Supplied records: Begin

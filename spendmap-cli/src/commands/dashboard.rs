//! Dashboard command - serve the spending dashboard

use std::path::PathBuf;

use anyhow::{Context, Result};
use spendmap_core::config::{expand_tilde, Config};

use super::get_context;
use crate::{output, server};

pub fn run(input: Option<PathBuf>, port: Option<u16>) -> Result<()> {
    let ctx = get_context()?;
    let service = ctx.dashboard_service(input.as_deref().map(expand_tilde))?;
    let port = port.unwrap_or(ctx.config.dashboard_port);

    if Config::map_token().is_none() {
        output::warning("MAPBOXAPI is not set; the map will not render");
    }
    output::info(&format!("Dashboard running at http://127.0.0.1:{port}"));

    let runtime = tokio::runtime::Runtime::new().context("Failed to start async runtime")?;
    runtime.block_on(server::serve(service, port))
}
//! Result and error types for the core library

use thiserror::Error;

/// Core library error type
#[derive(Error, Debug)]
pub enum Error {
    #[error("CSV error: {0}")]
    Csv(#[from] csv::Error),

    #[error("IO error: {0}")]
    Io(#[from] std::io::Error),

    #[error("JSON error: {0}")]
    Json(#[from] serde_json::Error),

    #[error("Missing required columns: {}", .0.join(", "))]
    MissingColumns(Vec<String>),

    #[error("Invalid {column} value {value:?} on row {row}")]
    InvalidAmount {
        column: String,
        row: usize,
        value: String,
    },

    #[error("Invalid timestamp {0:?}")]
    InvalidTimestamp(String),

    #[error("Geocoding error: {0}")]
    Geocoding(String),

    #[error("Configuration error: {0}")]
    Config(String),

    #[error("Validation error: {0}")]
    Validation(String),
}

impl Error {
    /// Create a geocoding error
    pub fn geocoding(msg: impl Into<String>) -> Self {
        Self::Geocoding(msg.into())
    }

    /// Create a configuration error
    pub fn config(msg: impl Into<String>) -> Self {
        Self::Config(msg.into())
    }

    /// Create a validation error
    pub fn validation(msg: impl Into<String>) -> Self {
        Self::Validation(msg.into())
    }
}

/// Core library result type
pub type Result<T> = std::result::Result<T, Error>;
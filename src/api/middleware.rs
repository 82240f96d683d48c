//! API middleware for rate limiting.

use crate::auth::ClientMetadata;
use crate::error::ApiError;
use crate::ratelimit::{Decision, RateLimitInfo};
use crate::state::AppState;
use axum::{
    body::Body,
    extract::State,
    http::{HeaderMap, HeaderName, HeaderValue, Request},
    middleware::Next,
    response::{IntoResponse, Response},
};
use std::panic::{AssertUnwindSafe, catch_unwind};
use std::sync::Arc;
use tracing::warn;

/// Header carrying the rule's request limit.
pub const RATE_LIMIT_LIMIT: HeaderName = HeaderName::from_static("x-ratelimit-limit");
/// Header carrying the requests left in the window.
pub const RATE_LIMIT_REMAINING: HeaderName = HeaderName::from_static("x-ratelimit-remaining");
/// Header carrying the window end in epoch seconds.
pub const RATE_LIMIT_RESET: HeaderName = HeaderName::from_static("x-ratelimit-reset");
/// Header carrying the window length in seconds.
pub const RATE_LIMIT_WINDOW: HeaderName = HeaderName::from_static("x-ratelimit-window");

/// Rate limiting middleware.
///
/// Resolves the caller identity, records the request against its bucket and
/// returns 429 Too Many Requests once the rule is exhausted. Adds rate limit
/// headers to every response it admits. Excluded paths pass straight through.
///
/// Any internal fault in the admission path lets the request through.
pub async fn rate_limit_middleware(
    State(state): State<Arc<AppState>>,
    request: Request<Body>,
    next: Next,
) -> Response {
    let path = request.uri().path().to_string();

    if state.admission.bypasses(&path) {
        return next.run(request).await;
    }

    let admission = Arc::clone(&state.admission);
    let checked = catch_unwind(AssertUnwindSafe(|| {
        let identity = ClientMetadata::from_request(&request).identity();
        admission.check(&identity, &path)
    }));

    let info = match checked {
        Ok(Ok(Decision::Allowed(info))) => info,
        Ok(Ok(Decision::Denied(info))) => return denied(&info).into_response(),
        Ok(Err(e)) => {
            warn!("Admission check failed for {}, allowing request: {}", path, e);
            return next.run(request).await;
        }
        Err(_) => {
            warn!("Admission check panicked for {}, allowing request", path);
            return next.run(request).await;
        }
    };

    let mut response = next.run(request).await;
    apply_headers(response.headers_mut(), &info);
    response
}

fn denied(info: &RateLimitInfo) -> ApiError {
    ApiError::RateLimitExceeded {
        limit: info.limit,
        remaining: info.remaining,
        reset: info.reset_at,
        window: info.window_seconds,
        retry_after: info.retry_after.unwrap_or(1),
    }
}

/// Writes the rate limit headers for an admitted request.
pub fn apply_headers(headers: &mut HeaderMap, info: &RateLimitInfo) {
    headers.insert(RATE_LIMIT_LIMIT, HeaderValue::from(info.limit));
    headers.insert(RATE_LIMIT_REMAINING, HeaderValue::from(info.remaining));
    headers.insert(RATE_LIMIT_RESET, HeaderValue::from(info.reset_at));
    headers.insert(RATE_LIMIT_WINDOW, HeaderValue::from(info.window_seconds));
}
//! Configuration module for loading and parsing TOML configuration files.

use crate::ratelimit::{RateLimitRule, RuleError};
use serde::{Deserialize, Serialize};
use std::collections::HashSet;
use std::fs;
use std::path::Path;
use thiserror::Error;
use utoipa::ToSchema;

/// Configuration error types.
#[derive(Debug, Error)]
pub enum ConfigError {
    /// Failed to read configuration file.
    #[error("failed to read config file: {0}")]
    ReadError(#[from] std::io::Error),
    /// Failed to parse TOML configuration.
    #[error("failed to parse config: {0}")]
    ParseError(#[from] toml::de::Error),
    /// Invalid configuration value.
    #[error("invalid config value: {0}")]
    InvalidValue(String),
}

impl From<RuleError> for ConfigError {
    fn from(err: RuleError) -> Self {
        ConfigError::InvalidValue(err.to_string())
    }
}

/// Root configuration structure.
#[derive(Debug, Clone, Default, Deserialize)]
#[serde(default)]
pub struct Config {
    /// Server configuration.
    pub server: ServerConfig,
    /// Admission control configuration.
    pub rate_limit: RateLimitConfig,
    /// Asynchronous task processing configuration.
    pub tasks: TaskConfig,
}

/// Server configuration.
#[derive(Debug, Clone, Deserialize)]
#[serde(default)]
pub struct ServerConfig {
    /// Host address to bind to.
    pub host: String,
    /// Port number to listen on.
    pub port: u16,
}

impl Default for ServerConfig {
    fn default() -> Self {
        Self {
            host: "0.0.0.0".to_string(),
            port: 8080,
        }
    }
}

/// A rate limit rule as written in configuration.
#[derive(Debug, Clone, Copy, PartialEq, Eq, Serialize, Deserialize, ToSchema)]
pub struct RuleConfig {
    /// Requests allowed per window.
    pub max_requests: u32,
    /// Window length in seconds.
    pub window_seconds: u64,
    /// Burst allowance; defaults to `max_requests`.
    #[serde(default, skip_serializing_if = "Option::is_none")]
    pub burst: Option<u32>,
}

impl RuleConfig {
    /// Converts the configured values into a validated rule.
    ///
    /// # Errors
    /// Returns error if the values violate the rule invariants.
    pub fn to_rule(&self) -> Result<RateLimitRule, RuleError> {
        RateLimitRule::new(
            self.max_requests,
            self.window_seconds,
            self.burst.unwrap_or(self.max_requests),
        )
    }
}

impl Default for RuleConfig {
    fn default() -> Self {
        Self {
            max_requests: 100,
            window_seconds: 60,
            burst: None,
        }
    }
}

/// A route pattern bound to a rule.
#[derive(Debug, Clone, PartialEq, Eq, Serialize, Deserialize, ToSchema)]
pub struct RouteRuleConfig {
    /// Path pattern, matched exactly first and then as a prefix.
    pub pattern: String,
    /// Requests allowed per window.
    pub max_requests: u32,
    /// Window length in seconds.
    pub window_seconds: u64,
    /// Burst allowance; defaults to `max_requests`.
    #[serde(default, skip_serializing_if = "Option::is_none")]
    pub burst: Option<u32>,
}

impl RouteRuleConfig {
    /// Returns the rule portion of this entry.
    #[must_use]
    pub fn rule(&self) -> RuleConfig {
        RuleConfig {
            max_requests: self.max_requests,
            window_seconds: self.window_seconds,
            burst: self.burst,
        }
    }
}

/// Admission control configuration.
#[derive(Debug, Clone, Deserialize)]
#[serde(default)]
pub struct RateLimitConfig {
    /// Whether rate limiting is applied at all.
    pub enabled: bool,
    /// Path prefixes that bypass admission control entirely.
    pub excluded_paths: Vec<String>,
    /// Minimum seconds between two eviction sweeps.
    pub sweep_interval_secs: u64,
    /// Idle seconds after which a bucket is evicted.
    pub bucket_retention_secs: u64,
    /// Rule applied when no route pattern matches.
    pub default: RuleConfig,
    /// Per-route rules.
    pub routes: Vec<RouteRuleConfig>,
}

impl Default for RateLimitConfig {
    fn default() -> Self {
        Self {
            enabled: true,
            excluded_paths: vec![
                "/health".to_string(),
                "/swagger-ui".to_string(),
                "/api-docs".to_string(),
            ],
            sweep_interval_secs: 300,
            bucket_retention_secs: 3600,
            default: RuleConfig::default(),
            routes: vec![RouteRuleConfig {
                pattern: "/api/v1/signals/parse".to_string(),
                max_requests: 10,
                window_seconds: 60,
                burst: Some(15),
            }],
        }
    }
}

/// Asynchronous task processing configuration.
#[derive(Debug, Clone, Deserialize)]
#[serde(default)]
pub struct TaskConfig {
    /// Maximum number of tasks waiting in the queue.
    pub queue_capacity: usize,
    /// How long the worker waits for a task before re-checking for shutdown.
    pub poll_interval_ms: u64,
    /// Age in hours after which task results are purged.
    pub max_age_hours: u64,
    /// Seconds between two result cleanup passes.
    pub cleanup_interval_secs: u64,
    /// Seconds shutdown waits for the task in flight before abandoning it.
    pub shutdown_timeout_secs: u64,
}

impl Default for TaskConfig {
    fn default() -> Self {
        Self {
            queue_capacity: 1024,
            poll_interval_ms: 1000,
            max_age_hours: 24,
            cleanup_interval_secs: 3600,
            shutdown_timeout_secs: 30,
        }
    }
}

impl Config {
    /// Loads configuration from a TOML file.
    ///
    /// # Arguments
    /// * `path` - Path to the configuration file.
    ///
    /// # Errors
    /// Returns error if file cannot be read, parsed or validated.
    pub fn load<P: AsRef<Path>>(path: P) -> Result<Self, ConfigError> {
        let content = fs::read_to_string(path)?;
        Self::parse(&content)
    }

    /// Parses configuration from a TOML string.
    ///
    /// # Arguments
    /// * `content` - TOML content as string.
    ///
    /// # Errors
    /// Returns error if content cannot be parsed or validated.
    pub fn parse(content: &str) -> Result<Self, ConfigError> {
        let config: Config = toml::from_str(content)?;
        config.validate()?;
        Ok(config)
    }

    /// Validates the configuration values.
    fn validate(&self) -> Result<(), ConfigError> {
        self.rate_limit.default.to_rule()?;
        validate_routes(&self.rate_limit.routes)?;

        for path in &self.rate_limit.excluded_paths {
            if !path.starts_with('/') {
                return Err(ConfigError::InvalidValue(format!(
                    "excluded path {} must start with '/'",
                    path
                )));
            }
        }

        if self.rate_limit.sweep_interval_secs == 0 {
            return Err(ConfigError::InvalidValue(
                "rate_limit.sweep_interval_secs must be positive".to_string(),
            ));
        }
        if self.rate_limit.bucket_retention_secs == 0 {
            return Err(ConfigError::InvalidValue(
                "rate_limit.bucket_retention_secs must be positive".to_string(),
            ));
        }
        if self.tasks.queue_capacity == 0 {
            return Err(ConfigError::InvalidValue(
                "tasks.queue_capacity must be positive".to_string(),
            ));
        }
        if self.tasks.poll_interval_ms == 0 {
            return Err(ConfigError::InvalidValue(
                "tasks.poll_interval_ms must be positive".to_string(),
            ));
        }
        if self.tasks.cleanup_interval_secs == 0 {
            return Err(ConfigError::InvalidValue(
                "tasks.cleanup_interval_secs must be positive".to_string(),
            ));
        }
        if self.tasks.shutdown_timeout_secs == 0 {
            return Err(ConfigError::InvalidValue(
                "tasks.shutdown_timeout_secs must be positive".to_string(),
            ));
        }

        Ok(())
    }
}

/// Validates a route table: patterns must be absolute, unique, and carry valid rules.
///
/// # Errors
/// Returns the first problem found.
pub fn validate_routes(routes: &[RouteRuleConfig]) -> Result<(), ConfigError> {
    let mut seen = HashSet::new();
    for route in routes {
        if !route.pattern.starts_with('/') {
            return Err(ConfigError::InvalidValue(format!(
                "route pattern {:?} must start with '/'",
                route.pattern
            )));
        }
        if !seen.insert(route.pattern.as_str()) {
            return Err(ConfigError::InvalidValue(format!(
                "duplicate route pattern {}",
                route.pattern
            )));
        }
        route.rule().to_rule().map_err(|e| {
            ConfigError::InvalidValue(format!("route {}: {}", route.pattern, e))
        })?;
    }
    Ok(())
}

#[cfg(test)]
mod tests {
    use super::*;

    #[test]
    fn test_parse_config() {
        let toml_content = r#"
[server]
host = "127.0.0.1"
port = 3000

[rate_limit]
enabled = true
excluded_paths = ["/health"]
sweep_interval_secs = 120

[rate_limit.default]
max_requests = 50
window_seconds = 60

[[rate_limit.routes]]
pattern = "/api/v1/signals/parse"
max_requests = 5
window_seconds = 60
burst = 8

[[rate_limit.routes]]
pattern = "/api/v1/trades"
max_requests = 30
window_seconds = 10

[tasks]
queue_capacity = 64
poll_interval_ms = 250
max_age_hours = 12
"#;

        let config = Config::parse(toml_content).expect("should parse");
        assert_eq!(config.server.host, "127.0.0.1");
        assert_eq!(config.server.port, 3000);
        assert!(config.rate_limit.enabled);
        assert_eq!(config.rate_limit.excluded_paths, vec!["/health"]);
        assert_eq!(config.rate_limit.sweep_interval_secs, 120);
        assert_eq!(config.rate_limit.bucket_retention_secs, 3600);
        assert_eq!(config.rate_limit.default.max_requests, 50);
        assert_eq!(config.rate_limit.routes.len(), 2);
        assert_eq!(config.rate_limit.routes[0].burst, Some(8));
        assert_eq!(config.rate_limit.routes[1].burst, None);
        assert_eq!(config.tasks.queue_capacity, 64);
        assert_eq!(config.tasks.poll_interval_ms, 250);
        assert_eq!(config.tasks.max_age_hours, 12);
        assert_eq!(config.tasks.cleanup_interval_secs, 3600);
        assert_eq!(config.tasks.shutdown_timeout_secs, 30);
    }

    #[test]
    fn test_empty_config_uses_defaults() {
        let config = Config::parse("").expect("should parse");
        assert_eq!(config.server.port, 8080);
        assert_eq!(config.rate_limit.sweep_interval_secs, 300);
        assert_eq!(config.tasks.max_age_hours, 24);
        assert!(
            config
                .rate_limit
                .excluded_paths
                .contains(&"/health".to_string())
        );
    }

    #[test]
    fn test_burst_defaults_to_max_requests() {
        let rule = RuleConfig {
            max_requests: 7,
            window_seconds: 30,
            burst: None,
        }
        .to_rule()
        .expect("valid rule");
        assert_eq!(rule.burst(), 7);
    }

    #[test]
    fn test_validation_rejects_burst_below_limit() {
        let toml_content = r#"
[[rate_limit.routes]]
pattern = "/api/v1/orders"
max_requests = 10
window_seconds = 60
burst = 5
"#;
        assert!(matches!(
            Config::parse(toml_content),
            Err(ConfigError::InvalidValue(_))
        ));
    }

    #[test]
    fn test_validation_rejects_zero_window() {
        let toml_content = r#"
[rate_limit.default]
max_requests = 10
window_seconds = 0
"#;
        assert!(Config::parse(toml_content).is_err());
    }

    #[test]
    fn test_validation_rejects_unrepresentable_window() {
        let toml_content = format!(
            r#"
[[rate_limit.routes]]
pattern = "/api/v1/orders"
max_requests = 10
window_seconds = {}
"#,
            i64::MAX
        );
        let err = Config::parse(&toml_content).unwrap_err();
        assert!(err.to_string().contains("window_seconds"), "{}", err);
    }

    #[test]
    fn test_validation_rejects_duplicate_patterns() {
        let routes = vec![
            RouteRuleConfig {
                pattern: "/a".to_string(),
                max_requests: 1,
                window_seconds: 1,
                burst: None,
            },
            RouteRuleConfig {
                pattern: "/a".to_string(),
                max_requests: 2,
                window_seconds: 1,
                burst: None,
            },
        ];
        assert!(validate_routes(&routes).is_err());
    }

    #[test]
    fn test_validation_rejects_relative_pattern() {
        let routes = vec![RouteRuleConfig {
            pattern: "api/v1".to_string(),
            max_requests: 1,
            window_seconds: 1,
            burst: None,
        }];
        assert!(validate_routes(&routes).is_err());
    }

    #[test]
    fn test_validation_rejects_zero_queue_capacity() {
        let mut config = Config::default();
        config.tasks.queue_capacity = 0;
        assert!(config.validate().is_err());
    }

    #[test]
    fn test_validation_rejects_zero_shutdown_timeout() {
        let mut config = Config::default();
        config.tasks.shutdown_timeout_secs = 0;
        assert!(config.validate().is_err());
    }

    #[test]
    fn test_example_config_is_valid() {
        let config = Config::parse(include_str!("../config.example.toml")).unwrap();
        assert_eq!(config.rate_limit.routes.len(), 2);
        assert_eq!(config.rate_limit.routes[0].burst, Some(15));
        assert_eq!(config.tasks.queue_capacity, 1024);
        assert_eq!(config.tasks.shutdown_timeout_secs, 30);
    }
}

Supplied records: End

Required work
Nothing beyond the line containing "let ctx = get_context()?;" is to be output; the lines above, from the first one onward to that line, are to be transcribed exactly.

Written response
filename spendmap-cli/src/commands/dashboard.rs
//! Dashboard command - serve the spending dashboard

use std::path::PathBuf;

use anyhow::{Context, Result};
use spendmap_core::config::{expand_tilde, Config};

use super::get_context;
use crate::{output, server};

pub fn run(input: Option<PathBuf>, port: Option<u16>) -> Result<()> {
    let ctx = get_context()?;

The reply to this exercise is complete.